Task prompt
Scan the entries that follow and work out how many lines contain "when". Give the number and nothing else.
────────────────────────────────────────
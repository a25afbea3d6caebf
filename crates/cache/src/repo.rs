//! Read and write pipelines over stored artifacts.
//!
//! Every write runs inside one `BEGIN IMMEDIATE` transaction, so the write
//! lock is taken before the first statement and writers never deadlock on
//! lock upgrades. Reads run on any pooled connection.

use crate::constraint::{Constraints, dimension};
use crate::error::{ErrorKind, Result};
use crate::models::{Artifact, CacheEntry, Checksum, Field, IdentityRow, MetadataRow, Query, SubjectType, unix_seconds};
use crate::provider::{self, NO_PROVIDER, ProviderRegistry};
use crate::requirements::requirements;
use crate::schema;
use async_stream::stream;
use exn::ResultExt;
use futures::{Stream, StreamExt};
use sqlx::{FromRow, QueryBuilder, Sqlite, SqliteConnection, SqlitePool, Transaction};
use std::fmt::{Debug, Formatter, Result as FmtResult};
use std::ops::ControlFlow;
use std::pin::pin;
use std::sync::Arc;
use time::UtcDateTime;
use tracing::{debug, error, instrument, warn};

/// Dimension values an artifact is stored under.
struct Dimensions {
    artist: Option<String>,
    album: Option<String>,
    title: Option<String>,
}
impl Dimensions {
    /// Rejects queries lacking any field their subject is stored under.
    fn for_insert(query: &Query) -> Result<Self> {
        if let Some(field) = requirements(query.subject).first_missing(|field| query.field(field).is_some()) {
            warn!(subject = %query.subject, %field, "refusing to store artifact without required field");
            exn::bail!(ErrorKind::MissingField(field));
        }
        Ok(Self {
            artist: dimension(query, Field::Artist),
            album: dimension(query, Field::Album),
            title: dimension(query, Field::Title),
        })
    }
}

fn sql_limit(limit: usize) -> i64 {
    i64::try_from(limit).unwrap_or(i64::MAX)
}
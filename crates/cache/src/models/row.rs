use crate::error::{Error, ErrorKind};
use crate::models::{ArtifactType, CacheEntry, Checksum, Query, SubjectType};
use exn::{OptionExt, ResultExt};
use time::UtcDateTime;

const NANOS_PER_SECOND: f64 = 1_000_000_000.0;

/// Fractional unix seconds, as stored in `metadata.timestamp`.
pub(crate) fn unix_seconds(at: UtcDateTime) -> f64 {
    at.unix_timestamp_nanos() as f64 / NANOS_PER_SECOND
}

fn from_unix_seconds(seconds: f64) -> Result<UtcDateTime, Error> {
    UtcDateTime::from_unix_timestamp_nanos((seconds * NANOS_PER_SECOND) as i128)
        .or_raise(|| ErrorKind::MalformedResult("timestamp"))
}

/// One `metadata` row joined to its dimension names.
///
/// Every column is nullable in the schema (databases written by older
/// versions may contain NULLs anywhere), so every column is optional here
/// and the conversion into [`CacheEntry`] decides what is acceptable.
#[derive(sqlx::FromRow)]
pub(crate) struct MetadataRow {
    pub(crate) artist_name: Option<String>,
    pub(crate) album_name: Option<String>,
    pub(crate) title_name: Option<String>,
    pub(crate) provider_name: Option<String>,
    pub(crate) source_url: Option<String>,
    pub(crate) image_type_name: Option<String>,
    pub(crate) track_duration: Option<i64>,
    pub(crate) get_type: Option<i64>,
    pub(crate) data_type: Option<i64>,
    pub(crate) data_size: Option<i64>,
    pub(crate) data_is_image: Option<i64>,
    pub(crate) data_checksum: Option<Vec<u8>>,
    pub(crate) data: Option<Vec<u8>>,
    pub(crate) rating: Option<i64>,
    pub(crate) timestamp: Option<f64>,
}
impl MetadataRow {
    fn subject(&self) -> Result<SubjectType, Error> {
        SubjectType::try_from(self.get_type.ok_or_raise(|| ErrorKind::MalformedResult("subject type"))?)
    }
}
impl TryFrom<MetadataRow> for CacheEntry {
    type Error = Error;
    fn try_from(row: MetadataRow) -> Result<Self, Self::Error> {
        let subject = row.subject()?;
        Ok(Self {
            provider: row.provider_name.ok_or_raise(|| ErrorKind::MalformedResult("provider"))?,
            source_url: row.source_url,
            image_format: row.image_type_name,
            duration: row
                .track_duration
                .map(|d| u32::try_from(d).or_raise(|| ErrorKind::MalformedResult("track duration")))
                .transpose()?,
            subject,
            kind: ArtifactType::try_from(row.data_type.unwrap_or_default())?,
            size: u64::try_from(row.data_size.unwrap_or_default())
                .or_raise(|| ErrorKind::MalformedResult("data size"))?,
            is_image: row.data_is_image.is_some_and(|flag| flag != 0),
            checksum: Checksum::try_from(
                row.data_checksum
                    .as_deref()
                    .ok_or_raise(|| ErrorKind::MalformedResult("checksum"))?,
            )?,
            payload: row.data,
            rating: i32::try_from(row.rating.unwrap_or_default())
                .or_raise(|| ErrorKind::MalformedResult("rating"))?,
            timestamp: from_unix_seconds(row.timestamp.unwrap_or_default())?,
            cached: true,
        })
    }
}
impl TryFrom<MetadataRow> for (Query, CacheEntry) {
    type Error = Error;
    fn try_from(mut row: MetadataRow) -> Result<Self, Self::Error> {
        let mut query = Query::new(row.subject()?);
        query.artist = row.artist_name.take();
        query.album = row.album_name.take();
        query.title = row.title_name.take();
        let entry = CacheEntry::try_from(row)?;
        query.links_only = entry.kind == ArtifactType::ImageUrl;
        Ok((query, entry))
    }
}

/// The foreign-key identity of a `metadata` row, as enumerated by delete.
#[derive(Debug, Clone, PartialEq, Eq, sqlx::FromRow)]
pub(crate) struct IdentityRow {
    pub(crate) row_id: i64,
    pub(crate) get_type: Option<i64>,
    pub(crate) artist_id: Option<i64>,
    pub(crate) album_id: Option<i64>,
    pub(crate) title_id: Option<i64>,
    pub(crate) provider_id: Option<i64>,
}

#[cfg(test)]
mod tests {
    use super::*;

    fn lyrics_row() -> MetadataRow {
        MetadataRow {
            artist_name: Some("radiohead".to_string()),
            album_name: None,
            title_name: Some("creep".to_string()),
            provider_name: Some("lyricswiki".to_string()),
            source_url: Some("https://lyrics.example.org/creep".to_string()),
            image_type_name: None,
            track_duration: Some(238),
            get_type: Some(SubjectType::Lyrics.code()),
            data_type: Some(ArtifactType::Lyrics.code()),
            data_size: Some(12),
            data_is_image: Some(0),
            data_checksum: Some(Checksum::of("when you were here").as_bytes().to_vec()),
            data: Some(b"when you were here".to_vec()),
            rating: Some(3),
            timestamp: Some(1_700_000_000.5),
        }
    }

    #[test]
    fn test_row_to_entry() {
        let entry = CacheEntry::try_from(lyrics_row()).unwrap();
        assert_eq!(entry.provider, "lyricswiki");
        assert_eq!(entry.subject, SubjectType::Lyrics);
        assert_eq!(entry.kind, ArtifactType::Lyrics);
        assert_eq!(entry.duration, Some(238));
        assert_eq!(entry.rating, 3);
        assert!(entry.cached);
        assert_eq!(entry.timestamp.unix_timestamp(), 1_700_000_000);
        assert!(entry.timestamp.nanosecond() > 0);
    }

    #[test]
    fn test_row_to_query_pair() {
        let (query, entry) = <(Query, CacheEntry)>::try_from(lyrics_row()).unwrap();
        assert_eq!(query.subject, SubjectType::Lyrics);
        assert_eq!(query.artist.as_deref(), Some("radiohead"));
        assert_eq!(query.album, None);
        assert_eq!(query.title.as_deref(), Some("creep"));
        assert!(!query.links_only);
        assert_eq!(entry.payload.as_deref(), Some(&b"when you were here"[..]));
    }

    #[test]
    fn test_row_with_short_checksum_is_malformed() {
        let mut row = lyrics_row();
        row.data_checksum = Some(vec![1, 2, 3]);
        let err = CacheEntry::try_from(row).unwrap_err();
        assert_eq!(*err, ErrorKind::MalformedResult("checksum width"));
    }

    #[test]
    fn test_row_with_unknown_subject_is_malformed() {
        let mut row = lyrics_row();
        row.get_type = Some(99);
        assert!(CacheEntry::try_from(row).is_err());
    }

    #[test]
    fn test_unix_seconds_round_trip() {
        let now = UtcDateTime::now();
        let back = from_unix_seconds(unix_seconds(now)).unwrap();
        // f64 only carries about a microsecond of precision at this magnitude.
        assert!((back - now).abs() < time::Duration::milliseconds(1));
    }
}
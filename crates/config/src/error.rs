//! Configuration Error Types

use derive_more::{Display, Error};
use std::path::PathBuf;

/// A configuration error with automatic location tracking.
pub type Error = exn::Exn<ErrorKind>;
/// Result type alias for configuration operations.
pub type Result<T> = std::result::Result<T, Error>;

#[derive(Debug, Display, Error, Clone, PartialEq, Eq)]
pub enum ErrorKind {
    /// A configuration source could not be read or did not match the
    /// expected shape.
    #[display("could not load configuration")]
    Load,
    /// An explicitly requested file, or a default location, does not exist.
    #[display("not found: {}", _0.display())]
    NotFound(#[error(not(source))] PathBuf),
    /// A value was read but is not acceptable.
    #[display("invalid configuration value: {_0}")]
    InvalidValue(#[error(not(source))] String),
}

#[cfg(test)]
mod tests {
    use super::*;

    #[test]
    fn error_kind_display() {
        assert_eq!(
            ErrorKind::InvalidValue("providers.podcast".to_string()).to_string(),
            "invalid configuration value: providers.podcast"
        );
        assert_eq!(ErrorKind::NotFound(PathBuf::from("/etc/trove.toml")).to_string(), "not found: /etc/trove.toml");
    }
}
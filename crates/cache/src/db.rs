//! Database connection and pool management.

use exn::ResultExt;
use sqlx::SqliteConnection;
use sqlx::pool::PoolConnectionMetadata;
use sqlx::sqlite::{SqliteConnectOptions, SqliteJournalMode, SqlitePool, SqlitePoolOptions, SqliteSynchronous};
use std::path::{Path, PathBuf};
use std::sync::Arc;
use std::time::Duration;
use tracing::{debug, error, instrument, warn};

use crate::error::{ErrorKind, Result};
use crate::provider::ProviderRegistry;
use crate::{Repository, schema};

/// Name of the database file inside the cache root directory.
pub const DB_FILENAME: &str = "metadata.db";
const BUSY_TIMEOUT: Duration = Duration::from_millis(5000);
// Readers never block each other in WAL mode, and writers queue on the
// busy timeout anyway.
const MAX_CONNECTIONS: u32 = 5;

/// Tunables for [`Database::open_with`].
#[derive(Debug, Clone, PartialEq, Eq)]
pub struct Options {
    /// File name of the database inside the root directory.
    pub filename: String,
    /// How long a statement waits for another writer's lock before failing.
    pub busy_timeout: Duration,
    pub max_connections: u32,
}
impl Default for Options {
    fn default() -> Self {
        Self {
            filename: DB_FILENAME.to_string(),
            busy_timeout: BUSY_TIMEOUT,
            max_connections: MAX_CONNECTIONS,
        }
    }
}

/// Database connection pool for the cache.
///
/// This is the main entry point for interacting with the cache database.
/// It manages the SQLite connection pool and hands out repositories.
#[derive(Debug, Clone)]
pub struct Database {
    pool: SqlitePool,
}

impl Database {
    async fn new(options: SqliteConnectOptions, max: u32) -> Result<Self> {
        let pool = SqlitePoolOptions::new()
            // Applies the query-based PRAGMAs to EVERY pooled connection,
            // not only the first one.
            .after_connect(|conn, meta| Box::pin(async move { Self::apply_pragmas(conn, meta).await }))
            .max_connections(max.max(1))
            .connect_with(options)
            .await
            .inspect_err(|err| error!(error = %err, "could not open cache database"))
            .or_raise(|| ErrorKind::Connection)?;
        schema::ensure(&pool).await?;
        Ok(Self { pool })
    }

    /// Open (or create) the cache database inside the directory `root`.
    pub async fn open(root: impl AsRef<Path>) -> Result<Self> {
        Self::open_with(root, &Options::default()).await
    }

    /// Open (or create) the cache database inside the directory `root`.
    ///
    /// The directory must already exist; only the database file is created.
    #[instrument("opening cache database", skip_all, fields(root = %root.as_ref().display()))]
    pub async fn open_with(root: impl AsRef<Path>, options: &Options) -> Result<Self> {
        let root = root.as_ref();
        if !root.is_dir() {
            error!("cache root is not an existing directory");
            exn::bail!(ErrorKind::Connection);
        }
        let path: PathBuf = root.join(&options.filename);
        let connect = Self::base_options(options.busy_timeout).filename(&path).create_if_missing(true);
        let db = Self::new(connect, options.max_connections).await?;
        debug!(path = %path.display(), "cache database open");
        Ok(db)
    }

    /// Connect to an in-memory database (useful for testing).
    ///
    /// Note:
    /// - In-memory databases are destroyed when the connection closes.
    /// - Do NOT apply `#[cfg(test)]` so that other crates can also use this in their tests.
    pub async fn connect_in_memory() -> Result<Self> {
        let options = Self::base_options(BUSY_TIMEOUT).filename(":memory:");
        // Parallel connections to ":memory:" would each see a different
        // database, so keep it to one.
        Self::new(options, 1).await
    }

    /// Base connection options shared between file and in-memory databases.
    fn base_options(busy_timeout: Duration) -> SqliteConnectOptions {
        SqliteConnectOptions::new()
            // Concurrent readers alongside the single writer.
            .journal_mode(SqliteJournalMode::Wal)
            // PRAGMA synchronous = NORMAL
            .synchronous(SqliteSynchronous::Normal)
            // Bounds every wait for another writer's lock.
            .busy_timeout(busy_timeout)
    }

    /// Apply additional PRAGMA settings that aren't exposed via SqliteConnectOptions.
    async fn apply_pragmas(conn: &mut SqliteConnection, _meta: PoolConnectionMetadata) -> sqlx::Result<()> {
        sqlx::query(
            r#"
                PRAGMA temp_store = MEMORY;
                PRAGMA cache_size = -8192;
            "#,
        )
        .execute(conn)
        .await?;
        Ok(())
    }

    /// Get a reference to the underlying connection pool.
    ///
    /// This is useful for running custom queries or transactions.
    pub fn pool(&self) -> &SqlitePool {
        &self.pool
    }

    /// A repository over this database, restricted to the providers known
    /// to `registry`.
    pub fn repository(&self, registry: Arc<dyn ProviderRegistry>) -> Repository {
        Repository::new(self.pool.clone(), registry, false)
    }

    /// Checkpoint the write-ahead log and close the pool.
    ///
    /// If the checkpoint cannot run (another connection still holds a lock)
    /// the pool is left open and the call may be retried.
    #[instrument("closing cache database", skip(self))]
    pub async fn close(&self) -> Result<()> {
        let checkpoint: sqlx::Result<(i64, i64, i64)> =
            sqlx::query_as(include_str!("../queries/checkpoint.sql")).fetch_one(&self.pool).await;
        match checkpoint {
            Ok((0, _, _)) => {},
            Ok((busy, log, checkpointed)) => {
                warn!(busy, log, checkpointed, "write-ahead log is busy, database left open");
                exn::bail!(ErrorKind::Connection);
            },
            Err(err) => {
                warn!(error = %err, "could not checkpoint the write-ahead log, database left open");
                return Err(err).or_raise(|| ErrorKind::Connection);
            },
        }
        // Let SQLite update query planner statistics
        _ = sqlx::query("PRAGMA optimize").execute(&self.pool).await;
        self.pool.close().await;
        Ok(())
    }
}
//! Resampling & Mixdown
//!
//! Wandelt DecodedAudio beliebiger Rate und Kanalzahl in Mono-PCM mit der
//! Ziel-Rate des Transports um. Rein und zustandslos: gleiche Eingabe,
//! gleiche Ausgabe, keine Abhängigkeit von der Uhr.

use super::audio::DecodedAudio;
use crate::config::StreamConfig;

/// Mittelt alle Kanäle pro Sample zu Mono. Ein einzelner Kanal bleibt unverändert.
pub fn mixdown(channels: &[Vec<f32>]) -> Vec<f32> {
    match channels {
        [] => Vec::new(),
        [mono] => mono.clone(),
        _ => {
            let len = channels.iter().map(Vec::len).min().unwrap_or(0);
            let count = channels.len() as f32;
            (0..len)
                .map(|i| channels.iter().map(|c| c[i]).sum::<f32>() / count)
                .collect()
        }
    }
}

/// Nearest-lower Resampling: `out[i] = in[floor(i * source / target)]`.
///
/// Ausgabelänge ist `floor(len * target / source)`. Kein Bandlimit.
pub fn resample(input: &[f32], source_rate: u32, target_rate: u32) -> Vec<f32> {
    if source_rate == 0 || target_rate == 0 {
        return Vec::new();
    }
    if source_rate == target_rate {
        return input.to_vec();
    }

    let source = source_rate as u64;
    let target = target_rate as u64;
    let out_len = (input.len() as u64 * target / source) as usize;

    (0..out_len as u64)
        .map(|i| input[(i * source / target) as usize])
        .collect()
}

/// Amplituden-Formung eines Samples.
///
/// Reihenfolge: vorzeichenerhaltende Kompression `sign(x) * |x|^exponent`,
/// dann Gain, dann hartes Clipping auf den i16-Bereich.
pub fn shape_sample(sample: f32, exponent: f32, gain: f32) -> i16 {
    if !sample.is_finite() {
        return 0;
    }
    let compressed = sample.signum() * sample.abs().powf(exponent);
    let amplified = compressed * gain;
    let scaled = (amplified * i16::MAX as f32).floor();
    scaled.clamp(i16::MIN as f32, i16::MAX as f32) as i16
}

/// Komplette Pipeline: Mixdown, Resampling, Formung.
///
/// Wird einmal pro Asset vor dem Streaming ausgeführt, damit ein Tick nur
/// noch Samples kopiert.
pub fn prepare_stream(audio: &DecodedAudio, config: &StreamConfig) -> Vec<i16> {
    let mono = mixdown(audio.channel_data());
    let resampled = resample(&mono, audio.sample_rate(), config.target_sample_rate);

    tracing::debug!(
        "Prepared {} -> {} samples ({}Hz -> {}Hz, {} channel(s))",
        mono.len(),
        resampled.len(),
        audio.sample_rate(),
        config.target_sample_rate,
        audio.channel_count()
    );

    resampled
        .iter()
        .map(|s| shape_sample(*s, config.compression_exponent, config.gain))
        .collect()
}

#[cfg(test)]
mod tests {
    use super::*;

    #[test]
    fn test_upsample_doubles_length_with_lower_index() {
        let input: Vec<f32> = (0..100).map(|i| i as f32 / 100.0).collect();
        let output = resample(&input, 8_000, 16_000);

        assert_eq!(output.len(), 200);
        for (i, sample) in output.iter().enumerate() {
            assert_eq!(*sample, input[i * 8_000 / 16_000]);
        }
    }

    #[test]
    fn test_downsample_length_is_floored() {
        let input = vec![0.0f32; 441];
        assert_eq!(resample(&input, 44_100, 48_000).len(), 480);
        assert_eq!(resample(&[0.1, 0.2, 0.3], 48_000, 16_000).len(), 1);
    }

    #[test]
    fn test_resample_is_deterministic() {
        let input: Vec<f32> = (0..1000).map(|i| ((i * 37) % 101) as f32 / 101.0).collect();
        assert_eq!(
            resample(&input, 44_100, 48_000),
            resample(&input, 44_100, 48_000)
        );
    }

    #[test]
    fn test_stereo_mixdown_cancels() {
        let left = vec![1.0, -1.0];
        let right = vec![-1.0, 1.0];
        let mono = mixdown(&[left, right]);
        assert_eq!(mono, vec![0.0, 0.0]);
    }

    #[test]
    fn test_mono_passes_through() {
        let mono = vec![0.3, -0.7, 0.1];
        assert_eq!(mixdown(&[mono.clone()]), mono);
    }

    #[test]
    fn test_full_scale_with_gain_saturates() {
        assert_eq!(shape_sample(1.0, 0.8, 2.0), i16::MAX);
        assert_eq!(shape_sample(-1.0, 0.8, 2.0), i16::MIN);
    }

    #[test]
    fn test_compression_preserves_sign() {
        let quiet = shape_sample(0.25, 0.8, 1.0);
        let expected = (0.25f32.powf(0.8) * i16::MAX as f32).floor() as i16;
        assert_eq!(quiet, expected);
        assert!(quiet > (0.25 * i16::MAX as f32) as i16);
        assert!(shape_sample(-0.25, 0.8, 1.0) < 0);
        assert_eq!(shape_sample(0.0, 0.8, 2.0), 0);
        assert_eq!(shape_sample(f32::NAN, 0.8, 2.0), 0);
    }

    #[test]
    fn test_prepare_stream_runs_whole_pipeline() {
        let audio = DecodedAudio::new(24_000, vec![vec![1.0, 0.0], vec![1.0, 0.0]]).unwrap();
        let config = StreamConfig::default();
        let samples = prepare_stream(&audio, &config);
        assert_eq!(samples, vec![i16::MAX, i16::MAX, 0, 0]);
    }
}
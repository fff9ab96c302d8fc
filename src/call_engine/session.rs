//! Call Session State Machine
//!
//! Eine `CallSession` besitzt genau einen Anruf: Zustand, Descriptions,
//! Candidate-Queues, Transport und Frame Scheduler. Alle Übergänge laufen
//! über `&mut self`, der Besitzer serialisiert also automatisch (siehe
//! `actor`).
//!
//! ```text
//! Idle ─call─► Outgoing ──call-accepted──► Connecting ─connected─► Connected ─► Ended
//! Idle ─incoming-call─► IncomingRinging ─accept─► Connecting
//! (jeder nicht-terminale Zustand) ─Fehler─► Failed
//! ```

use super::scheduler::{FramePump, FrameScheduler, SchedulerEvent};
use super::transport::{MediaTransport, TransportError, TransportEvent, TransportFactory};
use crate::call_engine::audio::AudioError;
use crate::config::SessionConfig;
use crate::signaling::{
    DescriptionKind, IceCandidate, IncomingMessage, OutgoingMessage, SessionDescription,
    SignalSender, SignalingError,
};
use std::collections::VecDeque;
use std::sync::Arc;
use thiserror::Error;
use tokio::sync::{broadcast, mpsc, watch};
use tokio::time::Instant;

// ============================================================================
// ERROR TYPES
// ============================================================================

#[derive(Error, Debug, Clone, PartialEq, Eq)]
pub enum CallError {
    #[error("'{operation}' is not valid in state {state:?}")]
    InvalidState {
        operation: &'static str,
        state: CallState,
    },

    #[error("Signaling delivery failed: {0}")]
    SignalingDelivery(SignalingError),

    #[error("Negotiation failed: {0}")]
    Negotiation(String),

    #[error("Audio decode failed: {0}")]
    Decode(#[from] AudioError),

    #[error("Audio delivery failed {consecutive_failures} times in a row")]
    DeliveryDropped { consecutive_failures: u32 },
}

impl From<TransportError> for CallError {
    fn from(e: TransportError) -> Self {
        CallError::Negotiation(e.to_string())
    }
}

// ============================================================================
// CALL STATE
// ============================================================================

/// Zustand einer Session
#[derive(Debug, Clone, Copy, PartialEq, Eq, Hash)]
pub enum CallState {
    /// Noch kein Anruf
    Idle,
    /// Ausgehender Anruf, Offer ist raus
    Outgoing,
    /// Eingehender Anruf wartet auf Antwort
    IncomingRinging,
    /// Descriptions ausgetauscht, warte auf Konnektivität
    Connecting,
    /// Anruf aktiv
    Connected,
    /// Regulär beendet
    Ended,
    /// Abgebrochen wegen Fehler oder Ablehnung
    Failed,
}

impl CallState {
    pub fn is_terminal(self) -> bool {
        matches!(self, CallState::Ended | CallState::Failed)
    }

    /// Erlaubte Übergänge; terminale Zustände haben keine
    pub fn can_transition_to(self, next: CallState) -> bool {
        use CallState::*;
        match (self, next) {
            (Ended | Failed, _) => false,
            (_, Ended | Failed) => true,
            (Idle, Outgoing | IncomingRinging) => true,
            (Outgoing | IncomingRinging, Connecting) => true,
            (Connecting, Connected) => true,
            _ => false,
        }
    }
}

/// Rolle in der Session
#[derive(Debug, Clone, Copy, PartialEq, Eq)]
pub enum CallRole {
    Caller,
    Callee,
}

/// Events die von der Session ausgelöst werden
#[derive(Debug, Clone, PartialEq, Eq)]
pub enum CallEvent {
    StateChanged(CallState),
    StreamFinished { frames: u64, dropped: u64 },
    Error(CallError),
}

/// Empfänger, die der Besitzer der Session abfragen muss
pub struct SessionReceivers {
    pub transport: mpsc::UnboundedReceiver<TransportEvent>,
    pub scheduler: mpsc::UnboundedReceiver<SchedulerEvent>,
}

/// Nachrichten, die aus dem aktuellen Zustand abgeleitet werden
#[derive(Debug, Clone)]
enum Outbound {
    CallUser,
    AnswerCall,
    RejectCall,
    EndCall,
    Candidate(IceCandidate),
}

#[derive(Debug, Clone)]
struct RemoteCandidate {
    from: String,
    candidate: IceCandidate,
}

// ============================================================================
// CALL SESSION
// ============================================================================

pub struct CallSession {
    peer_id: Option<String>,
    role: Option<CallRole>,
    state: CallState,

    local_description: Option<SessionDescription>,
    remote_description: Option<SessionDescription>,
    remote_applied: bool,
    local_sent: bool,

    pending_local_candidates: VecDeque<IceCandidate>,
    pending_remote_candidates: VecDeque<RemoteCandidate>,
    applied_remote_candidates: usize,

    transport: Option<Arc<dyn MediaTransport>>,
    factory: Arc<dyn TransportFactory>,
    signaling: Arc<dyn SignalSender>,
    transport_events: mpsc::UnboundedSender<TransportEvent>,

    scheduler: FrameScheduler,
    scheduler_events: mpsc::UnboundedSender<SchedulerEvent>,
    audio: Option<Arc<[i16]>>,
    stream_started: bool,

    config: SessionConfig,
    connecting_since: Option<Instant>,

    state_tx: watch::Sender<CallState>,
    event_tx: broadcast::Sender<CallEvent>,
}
────────────────────────────────────────
Task answer
4